To Aunty Luce he was a thing of dread, as were all of his race. She was firmly convinced that the dusky well-featured face belonged to an imp of the evil one, and that he simply slid over the hills on the cold winds, without even the aid of a broom-stick. The nights that he spent at the ranch found Aunty's ebony face closer than ever to the side of Mistress Tillie's chair.

Another member had been added to the visiting list at Hardy's, and that was the sovereign of Scot's Mountain.

Along in midwinter, Kalitan brought a scrawled note from "Ole Man Mac," asking for some drugs of which he stood in need. The request brought to light the fact that Kalitan one day while paying visits had found "Ole Man Mac" sick in bed—"heap sick—crank—no swallow medicine but white man's."

The required white man's medicine was sent, and with it a basket with white bread, fresh butter, and various condiments of home manufacture that Tillie's kindly heart prompted her to send to the old trapper—one of their nearest neighbors.

The following day Rachel and her henchman Jim started on Kalitan's trail, with the idea of learning personally if any further aid that the ranch could give was needed at the cabin.
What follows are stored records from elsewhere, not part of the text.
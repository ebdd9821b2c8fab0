//! Video generation seam.

use async_trait::async_trait;
use serde::Serialize;

use crate::error::VideoError;

/// Text to turn into a sign language video, optionally with its notation.
#[derive(Debug, Clone, PartialEq, Eq)]
pub struct VideoPrompt {
    text: String,
    notation: Option<String>,
}

impl VideoPrompt {
    /// Fails with `EmptyPrompt` if `text` is blank.
    pub fn new(text: impl Into<String>) -> Result<Self, VideoError> {
        let text = text.into();
        if text.trim().is_empty() {
            return Err(VideoError::EmptyPrompt);
        }
        Ok(Self {
            text,
            notation: None,
        })
    }

    /// Attach the notation of the text. Empty notation is ignored.
    pub fn with_notation(mut self, notation: impl Into<String>) -> Self {
        let notation = notation.into();
        self.notation = (!notation.is_empty()).then_some(notation);
        self
    }

    pub fn text(&self) -> &str {
        &self.text
    }

    pub fn notation(&self) -> Option<&str> {
        self.notation.as_deref()
    }

    /// The prompt sent to the provider.
    pub fn render(&self) -> String {
        let mut prompt = format!(
            "A person making the sign language gesture for: \"{}\"",
            self.text.trim()
        );
        if let Some(notation) = &self.notation {
            prompt.push_str(&format!(" (Hamburg notation: {})", notation));
        }
        prompt
    }
}

/// A finished video.
#[derive(Debug, Clone, PartialEq, Eq, Serialize)]
pub struct VideoOutput {
    pub url: String,
    #[serde(skip_serializing_if = "Option::is_none")]
    pub request_id: Option<String>,
}

/// A provider that renders a prompt into a playable video URL.
#[async_trait]
pub trait VideoGenerator: Send + Sync {
    /// Short identifier for logs.
    fn name(&self) -> &'static str;

    async fn generate(&self, prompt: &VideoPrompt, api_key: &str)
        -> Result<VideoOutput, VideoError>;
}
A snow three days old covered the ground, in which Kalitan's trail was easily followed; and then Rachel had been over the same route before, starting light-hearted and eager, on that cultus corrie.

They reached Scot's Mountain a little after noon, and found its grizzled, unshaven owner much better than he had been the day before, and close beside him on the pillow lay his one companion, the cat.

"Well, well! to think o' this!" said the old man, reaching a brawny hand to her from the bunk. "You're the first white woman as ever passed that door-post, and it's rare and glad I am that it's your own self."

"Why myself more than another?" she asked, rather surprised at his words. "I would have come long ago if I had known I was wanted, or that you even knew of me."

"Have I not, then?" he queried, looking at her sharply from under his wrinkled, half-closed lids. "But sit ye down, lady. Kalitan, bring the chair. And is that a brother—the lad there? I thought I had na heard of one. Sit you down close that I can see ye—a sight good for sore een; an' I have no heard o' ye? Ah, but I have, though. Many's the hour the lad has lain lazy like on the cot here, an' told me o' the gay folk frae the East. Ye know I'd be a bit curious o' my new neighbors, an' would be askin' many's the question, an' all the tales would end wi' something about the lass that was ay the blithe rider, an' ever the giver o' good judgment."